Это был очередной выверт, очередной поворот дороги, петляющей в глубине дремучего леса – так подумал доктор Самопалов.
– Да, слышал, – ответил он, не сводя глаз с пациента. – Сообщение в теленовостях, давно уже. Автоматическая межпланетная станция, летит к Марсу. По-моему, так. Я, собственно, за этим не слежу.
– Я тоже не слежу, Виктор Палыч. Только она не автоматическая, там есть люди. Понимаете, Виктор Палыч? Там люди летят на Марс, только это держится в секрете. А там – люди! И они уже прилетели. Понимаете?
– Понимаю, – сказал доктор Самопалов. Откровения Демиурга-Ковалева вполне укладывались в рамки диагноза.

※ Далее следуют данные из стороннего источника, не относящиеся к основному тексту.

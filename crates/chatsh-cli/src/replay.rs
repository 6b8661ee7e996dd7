//! Offline inspection of a written interaction log.

use chatsh_core::{ChatshError, InteractionLog};
use chatsh_types::Interaction;

/// Which part of a log to show.
#[derive(Debug, Clone, Copy, PartialEq, Eq)]
pub enum Selection {
    All,
    /// Playback starting at an interaction.
    From(u64),
    /// Root-to-interaction path.
    Branch(u64),
}

pub fn select(log: &InteractionLog, selection: Selection) -> chatsh_core::Result<Vec<&Interaction>> {
    match selection {
        Selection::All => Ok(log.playback_conversation(None)),
        Selection::From(id) => {
            ensure_known(log, id)?;
            Ok(log.playback_conversation(Some(id)))
        }
        Selection::Branch(id) => {
            ensure_known(log, id)?;
            Ok(log.get_conversation_branch(id))
        }
    }
}

fn ensure_known(log: &InteractionLog, id: u64) -> chatsh_core::Result<()> {
    match log.get(id) {
        Some(_) => Ok(()),
        None => Err(ChatshError::UnknownInteraction(id)),
    }
}

/// Human-readable listing, one header line per interaction followed by the
/// indented content.
pub fn render_text(interactions: &[&Interaction]) -> String {
    let mut out = String::new();
    for interaction in interactions {
        let parent = match interaction.parent_id {
            Some(parent_id) => format!("parent {parent_id}"),
            None => "root".to_string(),
        };
        out.push_str(&format!(
            "[{}] {} ({}) {}\n",
            interaction.interaction_id,
            interaction.kind,
            parent,
            interaction.timestamp.format("%Y-%m-%d %H:%M:%S")
        ));
        for line in interaction.content.lines() {
            out.push_str("    ");
            out.push_str(line);
            out.push('\n');
        }
        if !interaction.metadata.is_empty() {
            out.push_str(&format!(
                "    {}\n",
                serde_json::Value::Object(interaction.metadata.clone())
            ));
        }
    }
    out
}

pub fn render_json(interactions: &[&Interaction]) -> serde_json::Result<String> {
    serde_json::to_string_pretty(interactions)
}

#[cfg(test)]
mod tests {
    use super::*;
    use chatsh_core::RecordFormat;
    use tempfile::TempDir;

    fn sample_log(temp_dir: &TempDir) -> InteractionLog {
        let mut log = InteractionLog::create(temp_dir.path(), RecordFormat::JsonArray).unwrap();
        let user = log.record_user_message("list files").unwrap();
        let response = log.record_llm_response("```sh\nls\n```", user).unwrap();
        let prompt = log.record_code_execution_prompt("ls", response).unwrap();
        log.record_code_execution_decision(true, prompt).unwrap();
        log.record_code_execution_output("a b", prompt).unwrap();
        log.record_user_message("thanks").unwrap();
        InteractionLog::load_from_file(log.path()).unwrap()
    }

    #[test]
    fn test_select_branch_and_playback() {
        let temp_dir = TempDir::new().unwrap();
        let log = sample_log(&temp_dir);

        let branch: Vec<u64> = select(&log, Selection::Branch(4))
            .unwrap()
            .iter()
            .map(|i| i.interaction_id)
            .collect();
        assert_eq!(branch, vec![1, 2, 3, 4]);

        let from: Vec<u64> = select(&log, Selection::From(3))
            .unwrap()
            .iter()
            .map(|i| i.interaction_id)
            .collect();
        assert_eq!(from, vec![1, 2, 3, 4, 5]);

        assert_eq!(select(&log, Selection::All).unwrap().len(), 6);
    }

    #[test]
    fn test_unknown_id() {
        let temp_dir = TempDir::new().unwrap();
        let log = sample_log(&temp_dir);
        assert!(matches!(
            select(&log, Selection::Branch(42)),
            Err(ChatshError::UnknownInteraction(42))
        ));
    }

    #[test]
    fn test_render_text() {
        let temp_dir = TempDir::new().unwrap();
        let log = sample_log(&temp_dir);
        let branch = select(&log, Selection::Branch(4)).unwrap();
        let text = render_text(&branch);

        assert!(text.starts_with("[1] user_message (root) "));
        assert!(text.contains("[2] llm_response (parent 1) "));
        assert!(text.contains("    ```sh\n    ls\n    ```\n"));
        assert!(text.contains("    {\"executed\":true}\n"));
    }

    #[test]
    fn test_render_json_is_loadable_shape() {
        let temp_dir = TempDir::new().unwrap();
        let log = sample_log(&temp_dir);
        let all = select(&log, Selection::All).unwrap();
        let json = render_json(&all).unwrap();

        let parsed: Vec<Interaction> = serde_json::from_str(&json).unwrap();
        assert_eq!(parsed.len(), 6);
        assert_eq!(parsed[4].parent_id, Some(3));
    }
}
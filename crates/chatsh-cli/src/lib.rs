//! chatsh command-line front end.

pub mod backend;
pub mod config;
pub mod console;
pub mod logging;
pub mod repl;
pub mod replay;
pub mod system;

– Они уже там, на Марсе, – убежденно повторил Ковалев. – Там, – он показал пальцем на потолок, и доктору подумалось, что Демиургу правильнее было бы показать на собственную голову…
7. Стрела
Я задыхаюсь в вашей суете, Я одинок в толпе гудящей, Я одинок, как путник в темной чаще. Я задыхаюсь в вашей суете.
И далее:
Никем не очарован я, Нет у меня любимых строк. Я бесконечно одинок Под бледным солнцем бытия.
Продолжением темы выглядели напечатанные еще ниже две строчки:
Ничего мне в жизни не хочется – Лишь не троньте мое одиночество!
И завершала эту подборку неизвестно чьих стихотворений одно-единственное, расположенное «лесенкой», в стиле Маяковского, утверждение:
А наяву лишь одно: Пустота.
Пустота.
ПУСТОТА…
После того, как Игорь Ковалев начал уже вполне адекватно реагировать на окружающее, доктор Самопалов показал ему этот листок. И тут выяснилось, что Ковалев ничего не может сказать относительно им же самим, вероятно, распечатанных на принтере стихотворений. Они, по его утверждению, были ему совершенно незнакомы. Поэзией он никогда не увлекался, стихи читал давным-давно, еще в рамках школьной программы, и в памяти с тех пор остались только разрозненные строки из «Евгения Онегина», «Погиб поэт! – невольник чести…» Лермонтова да парочка коротких стишков с еще более ранних времен, то ли Барто, то ли Маршака – вот, пожалуй, и всё…
Откуда взялся этот листок в его принтере, он не имел ни малейшего понятия. Но вполне определенно заявил, что никто ему эти стихи для перепечатки не давал, и что работать на его домашнем компьютере тоже никто не мог – гостей он к себе никогда не приглашал и ни с кем не общался, за исключением, разумеется, клиентов. Но с клиентами он говорил об антивирусных программах, дисках, модемах и прочих компьютерных делах, но не о поэзии.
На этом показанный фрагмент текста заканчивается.